In 1982, the Minnesota Supreme Court overturned Caldwell's conviction and ordered a new trial based on the additional evidence found during Marjorie's trial. Rather than risk an acquittal at retrial, the prosecution offered him a plea deal: a confession and guilty plea to second-degree murder in return for time served (he had served five years of a twenty-year sentence). He confessed to both murders on July 5, 1983, and was released. He committed suicide and died on May 18, 1988.

5 of Marjorie's 7 children filed a civil suit against her inheritance, arguing she was involved in the murder.
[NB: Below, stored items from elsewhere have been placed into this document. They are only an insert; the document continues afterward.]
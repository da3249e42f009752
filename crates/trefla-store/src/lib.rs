//! # trefla-store
//!
//! Relational storage for the Trefla server, backed by SQLite.
//!
//! The crate exposes a synchronous [`Database`] handle that wraps a
//! `rusqlite::Connection` and provides typed CRUD helpers for users, chats,
//! messages, notifications, back-office work items and per-card version
//! counters.  Ordered sequences (ownership chains, per-slot chat state,
//! admin payloads) are JSON text columns; they are decoded into typed values
//! here and never leave the crate as strings.

pub mod admin;
pub mod card_claims;
pub mod chats;
pub mod database;
pub mod messages;
pub mod migrations;
pub mod models;
pub mod notifications;
pub mod users;

mod error;
mod row;

pub use database::Database;
pub use error::{Result, StoreError};
pub use models::*;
She was limited to an income of $40,000 a year from the trust.

John DeSanto, the prosecutor of the case, kept a key piece of evidence from the trial, the envelope with the fingerprint that was contested. Years later, he had it DNA tested and it was a 99% match for Roger Caldwell.

==Aftermath==
The Glensheen house was opened to public tours two years after the murders, but tour guides were instructed not to speak of them. The estate changed this policy in 2005, although guides would not raise the subject of the murders unless asked about them

After Caldwell's death Marjorie was accused of bigamy, arson and attempted murder. She spent nearly two years in prison in the 1980s for the arson of her own home shared with third husband, Wally Hagen, who died in 1992. Upon her release from prison, she was arrested for arson again, receiving a fifteen year sentence. About three years after her release from prison, she was arrested for computer fraud and several other counts. She pleaded guilty to fraud and removing money from the bank account of Roger Sammis, who prior to his death had been under her care. She received three years probation in 2009.

== Musical ==
A musical retelling of the story was created in 2017 by Jeffrey Hatcher and Chan Poling and has run on and off in Minnesota since then. In May 2026 the musical received its first performance outside of the USA with a premiere in Belgium.